Co-operative activities. — Besides its more or less independently conducted activities the School of Education has entered into co-operative arrangements with a number of other agencies which are carrying forward certain types of related work. Some of these undertakings are with units on the campus.


Co-operative arrangements with the University Hospital School have been effected whereby the instructional aspects of the work done there are placed under the supervision of a member of the faculty of the School of Education. Opportunities have also been given for certain students to carry forward their directed teaching assignments in connection with the Hospital School.


Arrangements have been established with the W. K. Kellogg Foundation, of Battle Creek, whereby the foundation’s summer camps for children have been utilized by the School of Education for the scientific study of children’s traits and behavior. Similarly, co-operative arrangements have also been made with this foundation whereby systematic studies of specific problems have been carried forward.


Members of the staff have served as advisers to the officials of various school systems and other public and private institutions, such as Southern Michigan Prison at Jackson, the State Public School at Coldwater, the military schools at Howe, Indiana, and Culver, Indiana, and the schools of Detroit, Dearborn, Flint, Saginaw, Jackson, and other cities in Michigan.


Student teaching facilities have been made available in a number of high schools throughout the country to selected seniors and others interested in types of work not obtainable in the University High School. Further, in several instances teaching internships covering an entire school year have been secured for graduates. Under the conditions imposed the student has usually been permitted to devote part-time to paid instructional service and part-time to study for an advanced degree in the University or in some other institution. Through an agreement with the Merrill-Palmer School of Detroit, students interested especially in primary work may spend one semester of their senior year in attendance at the Merrill-Palmer School and may have the credit earned there accepted as full residence credit toward a degree and a teacher’s certificate in the School of Education.

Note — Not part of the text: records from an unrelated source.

//! Text VDF (KeyValues) codec.
//!
//! The format is a sequence of `"key" "value"` pairs and `"key" { ... }`
//! blocks. Quoted strings support `\\`, `\"`, `\n` and `\t` escapes; bare
//! (unquoted) tokens, `//` comments and `[$PLATFORM]` conditionals are
//! accepted on input and never written.
//!
//! A key that appears twice in the same block keeps the position of its
//! first occurrence and the value of its last.

use std::iter::Peekable;
use std::str::Chars;

use crate::node::{Node, Table, list_to_table};

/// A syntax error with the position it was detected at.
#[derive(Debug, Clone, PartialEq, Eq, thiserror::Error)]
#[error("line {line}, column {column}: {message}")]
pub struct ParseError {
    pub line: usize,
    pub column: usize,
    pub message: String,
}

/// Parses text VDF into a table.
pub fn parse(input: &str) -> Result<Table, ParseError> {
    let input = input.strip_prefix('\u{feff}').unwrap_or(input);
    let mut lexer = Lexer::new(input);
    parse_block(&mut lexer, None)
}

/// Serializes a table to text VDF.
///
/// With `pretty`, nested blocks are indented with tabs and keys are
/// separated from values by two tabs, which is how the Steam client writes
/// its own files. Otherwise nothing is indented and a single space is used.
pub fn serialize(table: &Table, pretty: bool) -> String {
    let mut out = String::new();
    write_block(&mut out, table, 0, pretty);
    out
}

fn parse_block(lexer: &mut Lexer<'_>, opened_at: Option<(usize, usize)>) -> Result<Table, ParseError> {
    let mut table = Table::new();

    loop {
        let Some(token) = lexer.next_token()? else {
            return match opened_at {
                Some((line, column)) => Err(lexer.error(format!(
                    "unexpected end of input, '{{' opened at line {line}, column {column} is never closed"
                ))),
                None => Ok(table),
            };
        };

        let Token { kind, line, column } = token;
        match kind {
            TokenKind::Close => {
                return if opened_at.is_some() {
                    Ok(table)
                } else {
                    Err(error_at(line, column, "unexpected '}'"))
                };
            }
            TokenKind::Open => return Err(error_at(line, column, "expected a key, found '{'")),
            TokenKind::Str(key) => {
                let value = match lexer.next_token()? {
                    Some(Token {
                        kind: TokenKind::Str(value),
                        ..
                    }) => Node::String(value),
                    Some(Token {
                        kind: TokenKind::Open,
                        line,
                        column,
                    }) => Node::Table(parse_block(lexer, Some((line, column)))?),
                    Some(other) => {
                        return Err(error_at(
                            other.line,
                            other.column,
                            &format!("key '{key}' has no value"),
                        ));
                    }
                    None => {
                        return Err(lexer.error(format!("key '{key}' has no value")));
                    }
                };
                table.insert(key, value);
            }
        }
    }
}

fn write_block(out: &mut String, table: &Table, depth: usize, pretty: bool) {
    for (key, node) in table {
        write_entry(out, key, node, depth, pretty);
    }
}

fn write_entry(out: &mut String, key: &str, node: &Node, depth: usize, pretty: bool) {
    let indent = if pretty { "\t".repeat(depth) } else { String::new() };

    match node {
        Node::Table(child) => {
            write_open(out, &indent, key);
            write_block(out, child, depth + 1, pretty);
            write_close(out, &indent);
        }
        Node::List(items) => {
            write_open(out, &indent, key);
            write_block(out, &list_to_table(items), depth + 1, pretty);
            write_close(out, &indent);
        }
        scalar => {
            out.push_str(&indent);
            push_quoted(out, key);
            out.push_str(if pretty { "\t\t" } else { " " });
            push_quoted(out, &scalar.scalar_text().unwrap_or_default());
            out.push('\n');
        }
    }
}

fn write_open(out: &mut String, indent: &str, key: &str) {
    out.push_str(indent);
    push_quoted(out, key);
    out.push('\n');
    out.push_str(indent);
    out.push_str("{\n");
}

fn write_close(out: &mut String, indent: &str) {
    out.push_str(indent);
    out.push_str("}\n");
}

fn push_quoted(out: &mut String, s: &str) {
    out.push('"');
    for c in s.chars() {
        match c {
            '\\' => out.push_str("\\\\"),
            '"' => out.push_str("\\\""),
            '\n' => out.push_str("\\n"),
            '\t' => out.push_str("\\t"),
            c => out.push(c),
        }
    }
    out.push('"');
}

// ---------------------------------------------------------------------------
// Lexer
// ---------------------------------------------------------------------------

#[derive(Debug)]
enum TokenKind {
    Str(String),
    Open,
    Close,
}

#[derive(Debug)]
struct Token {
    kind: TokenKind,
    line: usize,
    column: usize,
}

fn error_at(line: usize, column: usize, message: &str) -> ParseError {
    ParseError {
        line,
        column,
        message: message.to_string(),
    }
}

struct Lexer<'a> {
    chars: Peekable<Chars<'a>>,
    line: usize,
    column: usize,
}

impl<'a> Lexer<'a> {
    fn new(input: &'a str) -> Self {
        Self {
            chars: input.chars().peekable(),
            line: 1,
            column: 1,
        }
    }

    fn error(&self, message: String) -> ParseError {
        ParseError {
            line: self.line,
            column: self.column,
            message,
        }
    }

    fn bump(&mut self) -> Option<char> {
        let c = self.chars.next()?;
        if c == '\n' {
            self.line += 1;
            self.column = 1;
        } else {
            self.column += 1;
        }
        Some(c)
    }

    /// Skips whitespace, `//` comments and `[...]` conditionals.
    fn skip_trivia(&mut self) -> Result<(), ParseError> {
        loop {
            match self.chars.peek() {
                Some(c) if c.is_whitespace() => {
                    self.bump();
                }
                Some('/') => {
                    let mut ahead = self.chars.clone();
                    ahead.next();
                    if ahead.peek() != Some(&'/') {
                        return Ok(());
                    }
                    while let Some(c) = self.bump() {
                        if c == '\n' {
                            break;
                        }
                    }
                }
                Some('[') => {
                    let (line, column) = (self.line, self.column);
                    loop {
                        match self.bump() {
                            Some(']') => break,
                            Some(_) => {}
                            None => {
                                return Err(error_at(line, column, "unterminated conditional"));
                            }
                        }
                    }
                }
                _ => return Ok(()),
            }
        }
    }

    fn next_token(&mut self) -> Result<Option<Token>, ParseError> {
        self.skip_trivia()?;

        let (line, column) = (self.line, self.column);
        let Some(&c) = self.chars.peek() else {
            return Ok(None);
        };

        let kind = match c {
            '{' => {
                self.bump();
                TokenKind::Open
            }
            '}' => {
                self.bump();
                TokenKind::Close
            }
            '"' => {
                self.bump();
                TokenKind::Str(self.quoted(line, column)?)
            }
            _ => TokenKind::Str(self.bare()),
        };

        Ok(Some(Token { kind, line, column }))
    }

    fn quoted(&mut self, line: usize, column: usize) -> Result<String, ParseError> {
        let mut s = String::new();
        loop {
            match self.bump() {
                None => {
                    return Err(error_at(line, column, "unterminated string"));
                }
                Some('"') => return Ok(s),
                Some('\\') => match self.chars.peek() {
                    Some('\\') => {
                        self.bump();
                        s.push('\\');
                    }
                    Some('"') => {
                        self.bump();
                        s.push('"');
                    }
                    Some('n') => {
                        self.bump();
                        s.push('\n');
                    }
                    Some('t') => {
                        self.bump();
                        s.push('\t');
                    }
                    _ => s.push('\\'),
                },
                Some(c) => s.push(c),
            }
        }
    }

    fn bare(&mut self) -> String {
        let mut s = String::new();
        while let Some(&c) = self.chars.peek() {
            if c.is_whitespace() || c == '{' || c == '}' || c == '"' {
                break;
            }
            s.push(c);
            self.bump();
        }
        s
    }
}

#[cfg(test)]
mod tests {
    use super::*;

    const LOGIN_USERS: &str = concat!(
        "\"users\"\n",
        "{\n",
        "\t\"76561198067577712\"\n",
        "\t{\n",
        "\t\t\"AccountName\"\t\t\"someone\"\n",
        "\t\t\"PersonaName\"\t\t\"Some One\"\n",
        "\t\t\"RememberPassword\"\t\t\"1\"\n",
        "\t\t\"mostrecent\"\t\t\"1\"\n",
        "\t\t\"Timestamp\"\t\t\"1520000000\"\n",
        "\t}\n",
        "}\n",
    );

    #[test]
    fn parse_nested_blocks() {
        let table = parse(LOGIN_USERS).unwrap();
        let user = table["users"].get("76561198067577712").unwrap();
        assert_eq!(user.get("AccountName").unwrap().as_str(), Some("someone"));
        assert_eq!(user.get("PersonaName").unwrap().as_str(), Some("Some One"));
    }

    #[test]
    fn pretty_output_is_byte_identical() {
        let table = parse(LOGIN_USERS).unwrap();
        assert_eq!(serialize(&table, true), LOGIN_USERS);
    }

    #[test]
    fn reparse_of_compact_output_is_identical() {
        let table = parse(LOGIN_USERS).unwrap();
        let compact = serialize(&table, false);
        assert!(!compact.contains('\t'));
        assert_eq!(parse(&compact).unwrap(), table);
    }

    #[test]
    fn key_order_is_preserved() {
        let table = parse("\"b\" \"1\"\n\"a\" \"2\"\n\"c\" { }\n").unwrap();
        let keys: Vec<_> = table.keys().cloned().collect();
        assert_eq!(keys, vec!["b", "a", "c"]);
    }

    #[test]
    fn escapes_round_trip() {
        let src = "\"LibraryFolders\"\n{\n\t\"1\"\t\t\"D:\\\\Steam \\\"Games\\\"\"\n}\n";
        let table = parse(src).unwrap();
        assert_eq!(
            table["LibraryFolders"].get("1").unwrap().as_str(),
            Some("D:\\Steam \"Games\"")
        );
        assert_eq!(serialize(&table, true), src);
    }

    #[test]
    fn unknown_escape_is_kept_literally() {
        let table = parse(r#""k" "a\qb""#).unwrap();
        assert_eq!(table["k"].as_str(), Some("a\\qb"));
        let again = parse(&serialize(&table, true)).unwrap();
        assert_eq!(again, table);
    }

    #[test]
    fn dotted_keys_stay_literal() {
        let table = parse("\"root\" { \"CSettingsPanelGameController.Timeout\" \"0\" }").unwrap();
        assert!(
            table["root"]
                .as_table()
                .unwrap()
                .contains_key("CSettingsPanelGameController.Timeout")
        );
    }

    #[test]
    fn duplicate_keys_last_value_first_position() {
        let table = parse("\"a\" \"1\"\n\"b\" \"2\"\n\"a\" \"3\"\n").unwrap();
        let keys: Vec<_> = table.keys().cloned().collect();
        assert_eq!(keys, vec!["a", "b"]);
        assert_eq!(table["a"].as_str(), Some("3"));
    }

    #[test]
    fn comments_conditionals_and_bare_tokens() {
        let src = concat!(
            "// leading comment\n",
            "root\n",
            "{\n",
            "\tbare value // trailing comment\n",
            "\t\"win\" \"yes\" [$WIN32]\n",
            "\t\"url\" \"http://example.com/a\"\n",
            "}\n",
        );
        let table = parse(src).unwrap();
        let root = table["root"].as_table().unwrap();
        assert_eq!(root["bare"].as_str(), Some("value"));
        assert_eq!(root["win"].as_str(), Some("yes"));
        assert_eq!(root["url"].as_str(), Some("http://example.com/a"));
    }

    #[test]
    fn byte_order_mark_is_ignored() {
        let table = parse("\u{feff}\"a\" \"1\"").unwrap();
        assert_eq!(table["a"].as_str(), Some("1"));
    }

    #[test]
    fn empty_input_is_empty_table() {
        assert!(parse("").unwrap().is_empty());
        assert!(parse("  \n// nothing\n").unwrap().is_empty());
    }

    #[test]
    fn serialize_scalars_and_lists() {
        let mut inner = Table::new();
        inner.insert("n".into(), Node::Int32(-3));
        inner.insert("big".into(), Node::UInt64(76561198067577712));
        inner.insert("flag".into(), Node::Bool(true));
        inner.insert("tags".into(), Node::List(vec![Node::from("x")]));
        let mut root = Table::new();
        root.insert("root".into(), Node::Table(inner));

        let text = serialize(&root, true);
        assert_eq!(
            text,
            concat!(
                "\"root\"\n{\n",
                "\t\"n\"\t\t\"-3\"\n",
                "\t\"big\"\t\t\"76561198067577712\"\n",
                "\t\"flag\"\t\t\"1\"\n",
                "\t\"tags\"\n\t{\n\t\t\"0\"\t\t\"x\"\n\t}\n",
                "}\n",
            )
        );
    }

    #[test]
    fn error_unclosed_block() {
        let err = parse("\"a\"\n{\n\t\"b\" \"c\"\n").unwrap_err();
        assert!(err.message.contains("never closed"), "{err}");
        assert!(err.message.contains("line 2"), "{err}");
    }

    #[test]
    fn error_stray_close() {
        let err = parse("\"a\" \"b\"\n}\n").unwrap_err();
        assert_eq!(err.line, 2);
        assert_eq!(err.column, 1);
    }

    #[test]
    fn error_key_without_value() {
        let err = parse("\"a\" { \"b\" }").unwrap_err();
        assert!(err.message.contains("'b' has no value"), "{err}");
        assert!(parse("\"lonely\"").is_err());
    }

    #[test]
    fn error_open_without_key() {
        assert!(parse("{ }").is_err());
    }

    #[test]
    fn error_unterminated_string() {
        let err = parse("\"a\" \"never ends").unwrap_err();
        assert_eq!(err.column, 5);
        assert!(err.message.contains("unterminated string"));
    }
}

Arrangements have also been made with the four state teachers’ colleges of Michigan, and with certain other teacher-training institutions in the nation whereby a student seeking to prepare himself for the state elementary school certificate may, on petition to the School of Education, be granted the privilege of spending one semester of his senior year as an enrollee in one of these institutions and of receiving residence credit in the School of Education for the work done. This privilege was authorized because the School of Education has been unable to provide adequate facilities for directed teaching and other course work relating to the elementary school.


Some of the graduate work formerly conducted by the School of Education for teachers of physically and mentally handicapped children has been expanded through co-operation with the Michigan State Normal College at Ypsilanti.


The School also co-operates with the sponsors of summer camps — both those conducted under the supervision of the W. K. Kellogg Foundation and the one sponsored by the University of Michigan at Patterson Lake, Michigan. At these camps training has been given to advanced students seeking to become counselors or teachers.


State services. — Annually, the Bureau of Educational Reference and Research has lent its facilities for conducting local surveys, evaluating instructional work, and aiding in carrying forward school testing programs to numerous school systems of the state. The Bureau has also co-operated with the Michigan High School Principals Association in conducting a state-wide testing program in Michigan secondary schools.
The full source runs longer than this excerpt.